What to work on
Please repeat the lines below exactly. Begin with the line containing "Transfer broke off" and go on through the line containing "pub trait UpdateTransport".
(Beginning of Information)
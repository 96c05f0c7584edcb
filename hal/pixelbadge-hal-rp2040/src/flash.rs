//! Flash storage driver for RP2040
//!
//! Uses sequential-storage for wear-leveled key-value storage
//! in the last 32KB of flash.
//!
//! Implements the `FlashStorage` trait from `pixelbadge-hal`.

use embassy_rp::dma::Channel;
use embassy_rp::flash::{Async, Flash, ERASE_SIZE};
use embassy_rp::peripherals::FLASH;
use embassy_rp::Peri;
use sequential_storage::cache::NoCache;
use sequential_storage::map;

pub use pixelbadge_hal::flash::{FlashError, StorageKey};

/// 2MB flash on the Pico
pub const FLASH_SIZE: usize = 2 * 1024 * 1024;
/// Eight erase sectors for badge data
pub const DATA_PARTITION_SIZE: usize = 8 * ERASE_SIZE;
pub const DATA_PARTITION_START: usize = FLASH_SIZE - DATA_PARTITION_SIZE;

/// Largest record the badge stores (the serialized configuration)
pub const MAX_RECORD_SIZE: usize = 512;

/// Flash range for the data partition
pub const DATA_RANGE: core::ops::Range<u32> = (DATA_PARTITION_START as u32)..(FLASH_SIZE as u32);

/// RP2040 flash storage implementation
pub struct Rp2040FlashStorage<'d> {
    flash: Flash<'d, FLASH, Async, FLASH_SIZE>,
}

impl<'d> Rp2040FlashStorage<'d> {
    pub fn new(flash: Peri<'d, FLASH>, dma: Peri<'d, impl Channel>) -> Self {
        Self {
            flash: Flash::new(flash, dma),
        }
    }
}

impl pixelbadge_hal::FlashStorage for Rp2040FlashStorage<'_> {
    async fn read(&mut self, key: StorageKey, buffer: &mut [u8]) -> Result<usize, FlashError> {
        let mut data_buffer = [0u8; MAX_RECORD_SIZE + 16];

        let result = map::fetch_item::<StorageKey, &[u8], _>(
            &mut self.flash,
            DATA_RANGE,
            &mut NoCache::new(),
            &mut data_buffer,
            &key,
        )
        .await;

        match result {
            Ok(Some(data)) => {
                let len = data.len();
                if buffer.len() < len {
                    return Err(FlashError::BufferTooSmall);
                }
                buffer[..len].copy_from_slice(data);
                Ok(len)
            }
            Ok(None) => Err(FlashError::NotFound),
            Err(_) => Err(FlashError::Storage),
        }
    }

    async fn write(&mut self, key: StorageKey, data: &[u8]) -> Result<(), FlashError> {
        if data.len() > MAX_RECORD_SIZE {
            return Err(FlashError::BufferTooSmall);
        }
        let mut data_buffer = [0u8; MAX_RECORD_SIZE + 16];

        map::store_item(
            &mut self.flash,
            DATA_RANGE,
            &mut NoCache::new(),
            &mut data_buffer,
            &key,
            &data,
        )
        .await
        .map_err(|_| FlashError::Storage)
    }
}
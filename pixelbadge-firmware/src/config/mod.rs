//! Configuration and selection persistence
//!
//! Loads badge configuration and the selected character from flash.
//! Falls back to built-in defaults if flash is empty or unreadable.

pub mod loader;

pub use loader::{save_selection, BadgePersistence, PersistError};
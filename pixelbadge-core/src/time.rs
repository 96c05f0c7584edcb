//! Millisecond tick arithmetic
//!
//! The badge runs off a free-running `u32` millisecond counter that wraps
//! roughly every 49.7 days. Every timer in the crate compares ticks through
//! these helpers so that comparisons stay correct across the wrap.

/// Signed difference `now - earlier` on the wrapping tick counter
///
/// Results are correct as long as the two ticks are less than 2^31 ms
/// (about 24.8 days) apart.
pub fn ticks_diff(now: u32, earlier: u32) -> i32 {
    now.wrapping_sub(earlier) as i32
}

/// Milliseconds elapsed since `since`, clamped to zero
///
/// A `since` slightly in the future (clock jitter, a timer restarted later
/// in the same tick) counts as "just now" rather than as a huge interval.
pub fn elapsed_ms(now: u32, since: u32) -> u32 {
    ticks_diff(now, since).max(0) as u32
}

/// Check whether at least `duration_ms` has passed since `since`
pub fn has_elapsed(now: u32, since: u32, duration_ms: u32) -> bool {
    elapsed_ms(now, since) >= duration_ms
}
//! Monotonic and wall-clock time

/// Local calendar time
#[derive(Debug, Clone, Copy, PartialEq, Eq)]
#[cfg_attr(feature = "defmt", derive(defmt::Format))]
pub struct WallTime {
    pub year: u16,
    /// 1-12
    pub month: u8,
    /// 1-31
    pub day: u8,
    /// Monday = 0 through Sunday = 6
    pub weekday: u8,
    pub hour: u8,
    pub minute: u8,
    pub second: u8,
}

impl WallTime {
    /// `(year, month, day)`, used to remember "already done today"
    pub fn date(&self) -> (u16, u8, u8) {
        (self.year, self.month, self.day)
    }
}

/// Time source for the main loop
pub trait Clock {
    /// Free-running millisecond counter, wrapping at `u32::MAX`
    fn now_ms(&self) -> u32;

    /// Local wall-clock time, `None` until synchronized
    ///
    /// Timezone and daylight-saving adjustments are the implementation's
    /// concern.
    fn wall_time(&self) -> Option<WallTime>;
}
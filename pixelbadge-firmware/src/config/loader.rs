//! Configuration persistence
//!
//! Loads badge configuration and the selected character from flash.
//! Both are stored as postcard bytes.

use defmt::*;

use pixelbadge_core::character::CharacterId;
use pixelbadge_core::config::{BadgeConfig, ConfigError};
use pixelbadge_hal_rp2040::flash::{FlashError, Rp2040FlashStorage, StorageKey, MAX_RECORD_SIZE};
use pixelbadge_hal_rp2040::FlashStorageTrait;

/// Persistence errors
#[derive(Debug, Clone, Copy)]
#[cfg_attr(feature = "defmt", derive(defmt::Format))]
pub enum PersistError {
    /// Flash operation failed
    Flash(FlashError),
    /// Deserialization failed
    Deserialize,
    /// Serialization failed
    Serialize,
    /// Stored configuration fails validation
    Invalid(ConfigError),
}

impl From<FlashError> for PersistError {
    fn from(e: FlashError) -> Self {
        PersistError::Flash(e)
    }
}

/// Boot-time reader for persisted badge data
pub struct BadgePersistence<'d> {
    storage: Rp2040FlashStorage<'d>,
}

impl<'d> BadgePersistence<'d> {
    pub fn new(storage: Rp2040FlashStorage<'d>) -> Self {
        Self { storage }
    }

    /// Hand the flash back once loading is done
    pub fn into_storage(self) -> Rp2040FlashStorage<'d> {
        self.storage
    }

    /// Load the configuration, or the built-in defaults
    pub async fn load_config(&mut self) -> BadgeConfig {
        match self.load_config_inner().await {
            Ok(config) => {
                info!("Loaded configuration from flash");
                config
            }
            Err(PersistError::Flash(FlashError::NotFound)) => {
                info!("No configuration in flash, using defaults");
                BadgeConfig::default()
            }
            Err(e) => {
                warn!("Failed to load configuration: {:?}, using defaults", e);
                BadgeConfig::default()
            }
        }
    }

    async fn load_config_inner(&mut self) -> Result<BadgeConfig, PersistError> {
        let mut buffer = [0u8; MAX_RECORD_SIZE];
        let len = self
            .storage
            .read(StorageKey::BadgeConfig, &mut buffer)
            .await?;

        debug!("Read {} bytes of configuration from flash", len);

        let config: BadgeConfig =
            postcard::from_bytes(&buffer[..len]).map_err(|_| PersistError::Deserialize)?;
        config.validate().map_err(PersistError::Invalid)?;
        Ok(config)
    }

    /// Load the saved character id, if any
    pub async fn load_selection(&mut self) -> Option<CharacterId> {
        match self.load_selection_inner().await {
            Ok(id) => {
                info!("Saved character: {}", id.as_str());
                Some(id)
            }
            Err(PersistError::Flash(FlashError::NotFound)) => {
                debug!("No saved character");
                None
            }
            Err(e) => {
                warn!("Failed to load saved character: {:?}", e);
                None
            }
        }
    }

    async fn load_selection_inner(&mut self) -> Result<CharacterId, PersistError> {
        let mut buffer = [0u8; MAX_ID_RECORD_SIZE];
        let len = self
            .storage
            .read(StorageKey::SelectedCharacter, &mut buffer)
            .await?;
        postcard::from_bytes(&buffer[..len]).map_err(|_| PersistError::Deserialize)
    }
}

/// Length prefix plus the longest id
const MAX_ID_RECORD_SIZE: usize = 32;

/// Write the selected character id
pub async fn save_selection(
    storage: &mut Rp2040FlashStorage<'_>,
    id: &CharacterId,
) -> Result<(), PersistError> {
    let mut buffer = [0u8; MAX_ID_RECORD_SIZE];
    let bytes = postcard::to_slice(id, &mut buffer).map_err(|_| PersistError::Serialize)?;
    storage
        .write(StorageKey::SelectedCharacter, bytes)
        .await
        .map_err(PersistError::from)
}
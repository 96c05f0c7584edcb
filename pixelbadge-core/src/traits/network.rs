//! Firmware update transport
//!
//! Everything below "fetch bytes from a URL" lives behind this trait:
//! radio bring-up, credentials, HTTP, and writing the new image.

use heapless::String;

use crate::config::{MAX_URL_LEN, MAX_VERSION_LEN};

/// Errors from the update transport
#[derive(Debug, Clone, Copy, PartialEq, Eq)]
#[cfg_attr(feature = "defmt", derive(defmt::Format))]
pub enum UpdateError {
    /// No network credentials configured
    NoCredentials,
    /// Connection did not come up in time
    ConnectTimeout,
    /// Connection attempt was refused or failed
    ConnectFailed,
    /// Server answered with a non-success status
    Http(u16),
    /// Transfer broke off
    Transfer,
    /// Release metadata could not be parsed
    InvalidRelease,
    /// New image could not be stored or swapped in
    Storage,
    /// This board has no update transport
    Unavailable,
}

/// Published firmware release
#[derive(Debug, Clone, PartialEq, Eq)]
#[cfg_attr(feature = "defmt", derive(defmt::Format))]
pub struct Release {
    pub version: String<MAX_VERSION_LEN>,
    /// Location of the firmware image
    pub url: String<MAX_URL_LEN>,
}

/// Download progress report
#[derive(Debug, Clone, Copy, PartialEq, Eq)]
#[cfg_attr(feature = "defmt", derive(defmt::Format))]
pub struct DownloadProgress {
    pub downloaded: u32,
    /// Total size if the server announced one
    pub total: Option<u32>,
}

impl DownloadProgress {
    /// Completed fraction, 0.0 when the total is unknown
    pub fn fraction(&self) -> f32 {
        match self.total {
            Some(total) if total > 0 => (self.downloaded as f32 / total as f32).min(1.0),
            _ => 0.0,
        }
    }
}

pub trait UpdateTransport {
    /// Begin connecting; completion is observed through [`is_connected`](Self::is_connected)
    fn start_connection(&mut self) -> Result<(), UpdateError>;

    fn is_connected(&mut self) -> bool;

    fn disconnect(&mut self);

    /// Fetch and parse the release metadata at `url`
    fn fetch_release(&mut self, url: &str) -> Result<Release, UpdateError>;

    /// Download the image at `url` into staging storage
    ///
    /// Blocks until done, reporting progress through `progress` as it goes.
    fn download(
        &mut self,
        url: &str,
        progress: &mut dyn FnMut(DownloadProgress),
    ) -> Result<(), UpdateError>;

    /// Make the staged image the one that boots next
    fn install(&mut self) -> Result<(), UpdateError>;
}
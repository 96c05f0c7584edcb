//! Built-in character gallery

use super::animation::AnimationDef;
use super::model::{Character, CharacterDef, CharacterId};
use super::AssetError;
use crate::color::Rgb;

/// Characters shipped with the firmware, in gallery order
pub const CHARACTERS: &[CharacterDef] = &[
    CharacterDef {
        id: "ghost_plain",
        name: "Plain Ghost",
        body: Some("3C7EFFFFFFFFFFAA"),
        highlight: None,
        shadow: None,
        fixed: &[],
        animations: &[AnimationDef {
            name: "blink",
            interval_ms: 3000,
            frame_duration_ms: 50,
            frames: &["0000000024240000", "0000000000240000", "0000000000000000"],
            color: Rgb::WHITE,
            reverse: false,
        }],
    },
    CharacterDef {
        id: "heart",
        name: "Heart",
        body: Some("0066FFFF7E3C1800"),
        highlight: Some("0006030100000000"),
        shadow: Some("0000008040201000"),
        fixed: &[],
        animations: &[AnimationDef {
            name: "blink_heart",
            interval_ms: 7000,
            frame_duration_ms: 50,
            frames: &["0000002424000000", "0000000024000000", "0000000000000000"],
            color: Rgb::WHITE,
            reverse: false,
        }],
    },
    CharacterDef {
        id: "invader",
        name: "Space Invader",
        body: Some("423C7EFF7E422400"),
        highlight: None,
        shadow: None,
        fixed: &[],
        animations: &[AnimationDef {
            name: "blik_invader",
            interval_ms: 7000,
            frame_duration_ms: 50,
            frames: &["0000002400000000", "0000000000000000"],
            color: Rgb::WHITE,
            reverse: false,
        }],
    },
    CharacterDef {
        id: "creeper",
        name: "Creeper",
        body: Some("FFFFFFFFFFFFFFFF"),
        highlight: None,
        shadow: None,
        fixed: &[],
        animations: &[AnimationDef {
            name: "blik_invader",
            interval_ms: 7000,
            frame_duration_ms: 50,
            frames: &["006666187E7E4200", "000066187E7E4200", "000000187E7E4200"],
            color: Rgb::WHITE,
            reverse: false,
        }],
    },
];

/// Validated, ordered set of character definitions
#[derive(Debug, Clone, Copy)]
pub struct Catalog {
    defs: &'static [CharacterDef],
}

impl Catalog {
    /// Validate every definition up front
    ///
    /// Decoding each character once here means later `instantiate` calls
    /// cannot fail on asset data.
    pub fn new(defs: &'static [CharacterDef]) -> Result<Self, AssetError> {
        if defs.is_empty() {
            return Err(AssetError::EmptyCatalog);
        }
        for (i, def) in defs.iter().enumerate() {
            Character::build(def, 0)?;
            if defs[..i].iter().any(|other| other.id == def.id) {
                return Err(AssetError::DuplicateId);
            }
        }
        Ok(Self { defs })
    }

    /// The built-in gallery
    pub fn builtin() -> Result<Self, AssetError> {
        Self::new(CHARACTERS)
    }

    pub fn len(&self) -> usize {
        self.defs.len()
    }

    pub fn is_empty(&self) -> bool {
        self.defs.is_empty()
    }

    pub fn get(&self, index: usize) -> Option<&'static CharacterDef> {
        self.defs.get(index)
    }

    /// Position of the character with `id`
    pub fn index_of(&self, id: &str) -> Option<usize> {
        self.defs.iter().position(|def| def.id == id)
    }

    /// Index after `index`, wrapping to the start
    pub fn next_index(&self, index: usize) -> usize {
        (index + 1) % self.defs.len()
    }

    /// Persistable id of the character at `index`
    pub fn id_at(&self, index: usize) -> Option<CharacterId> {
        let def = self.get(index)?;
        let mut id = CharacterId::new();
        id.push_str(def.id).ok()?;
        Some(id)
    }

    /// Fresh instance of the character at `index`, animations triggered at `now_ms`
    ///
    /// Out of range indices fall back to the first character.
    pub fn instantiate(&self, index: usize, now_ms: u32) -> Result<Character, AssetError> {
        let def = self.defs.get(index).unwrap_or(&self.defs[0]);
        Character::build(def, now_ms)
    }
}

#[cfg(test)]
mod tests {
    use super::*;

    #[test]
    fn test_builtin_catalog_valid() {
        let catalog = Catalog::builtin().unwrap();
        assert_eq!(catalog.len(), 4);
        assert_eq!(catalog.index_of("heart"), Some(1));
        assert_eq!(catalog.index_of("missing"), None);
        assert_eq!(catalog.next_index(3), 0);
        assert_eq!(catalog.id_at(2).unwrap().as_str(), "invader");
    }

    #[test]
    fn test_heart_layers() {
        let catalog = Catalog::builtin().unwrap();
        let heart = catalog.instantiate(1, 0).unwrap();
        assert_eq!(heart.name(), "Heart");
        assert_eq!(heart.animations().len(), 1);
        assert_eq!(heart.animations()[0].frame_count(), 3);
    }

    #[test]
    fn test_animation_names_match_assets() {
        let catalog = Catalog::builtin().unwrap();
        let names: heapless::Vec<&str, 4> = (0..catalog.len())
            .map(|i| catalog.get(i).unwrap().animations[0].name)
            .collect();
        assert_eq!(
            &names[..],
            &["blink", "blink_heart", "blik_invader", "blik_invader"]
        );
    }

    #[test]
    fn test_duplicate_ids_rejected() {
        static DEFS: [CharacterDef; 2] = [CHARACTERS[0], CHARACTERS[0]];
        assert_eq!(Catalog::new(&DEFS).unwrap_err(), AssetError::DuplicateId);
    }

    #[test]
    fn test_empty_rejected() {
        assert_eq!(Catalog::new(&[]).unwrap_err(), AssetError::EmptyCatalog);
    }

    #[test]
    fn test_instantiate_out_of_range_falls_back() {
        let catalog = Catalog::builtin().unwrap();
        let character = catalog.instantiate(99, 0).unwrap();
        assert_eq!(character.id(), "ghost_plain");
    }
}
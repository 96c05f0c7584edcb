//! Pomodoro timer session

use crate::config::PomodoroConfig;
use crate::time::has_elapsed;

const MS_PER_MINUTE: u32 = 60_000;

/// Timers and chosen duration for one visit to the Pomodoro mode
#[derive(Debug, Clone)]
#[cfg_attr(feature = "defmt", derive(defmt::Format))]
pub struct PomodoroSession {
    config: PomodoroConfig,
    duration_minutes: u16,
    /// Start of the current phase; in setup, time of the last adjustment
    phase_started_ms: u32,
}

impl PomodoroSession {
    pub fn new(config: PomodoroConfig, now_ms: u32) -> Self {
        Self {
            config,
            duration_minutes: config.step_minutes,
            phase_started_ms: now_ms,
        }
    }

    pub fn duration_minutes(&self) -> u16 {
        self.duration_minutes
    }

    /// Intro colour starts
    pub fn enter_intro(&mut self, now_ms: u32) {
        self.phase_started_ms = now_ms;
    }

    /// Setup starts with one step selected
    pub fn enter_setup(&mut self, now_ms: u32) {
        self.duration_minutes = self.config.step_minutes;
        self.phase_started_ms = now_ms;
    }

    /// Add one step, wrapping past the maximum; restarts the idle timeout
    pub fn increase(&mut self, now_ms: u32) {
        let next = self.duration_minutes.saturating_add(self.config.step_minutes);
        self.duration_minutes = if next > self.config.max_minutes {
            self.config.step_minutes
        } else {
            next
        };
        self.phase_started_ms = now_ms;
    }

    /// Countdown starts
    pub fn start(&mut self, now_ms: u32) {
        self.phase_started_ms = now_ms;
    }

    /// Check if `duration_ms` has passed since the phase started
    pub fn phase_elapsed(&self, now_ms: u32, duration_ms: u32) -> bool {
        has_elapsed(now_ms, self.phase_started_ms, duration_ms)
    }

    /// Check if the countdown has run its full duration
    pub fn is_finished(&self, now_ms: u32) -> bool {
        self.phase_elapsed(now_ms, self.duration_minutes as u32 * MS_PER_MINUTE)
    }
}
(End of Information)
Response area
    /// Transfer broke off
    Transfer,
    /// Release metadata could not be parsed
    InvalidRelease,
    /// New image could not be stored or swapped in
    Storage,
    /// This board has no update transport
    Unavailable,
}

/// Published firmware release
#[derive(Debug, Clone, PartialEq, Eq)]
#[cfg_attr(feature = "defmt", derive(defmt::Format))]
pub struct Release {
    pub version: String<MAX_VERSION_LEN>,
    /// Location of the firmware image
    pub url: String<MAX_URL_LEN>,
}

/// Download progress report
#[derive(Debug, Clone, Copy, PartialEq, Eq)]
#[cfg_attr(feature = "defmt", derive(defmt::Format))]
pub struct DownloadProgress {
    pub downloaded: u32,
    /// Total size if the server announced one
    pub total: Option<u32>,
}

impl DownloadProgress {
    /// Completed fraction, 0.0 when the total is unknown
    pub fn fraction(&self) -> f32 {
        match self.total {
            Some(total) if total > 0 => (self.downloaded as f32 / total as f32).min(1.0),
            _ => 0.0,
        }
    }
}

pub trait UpdateTransport {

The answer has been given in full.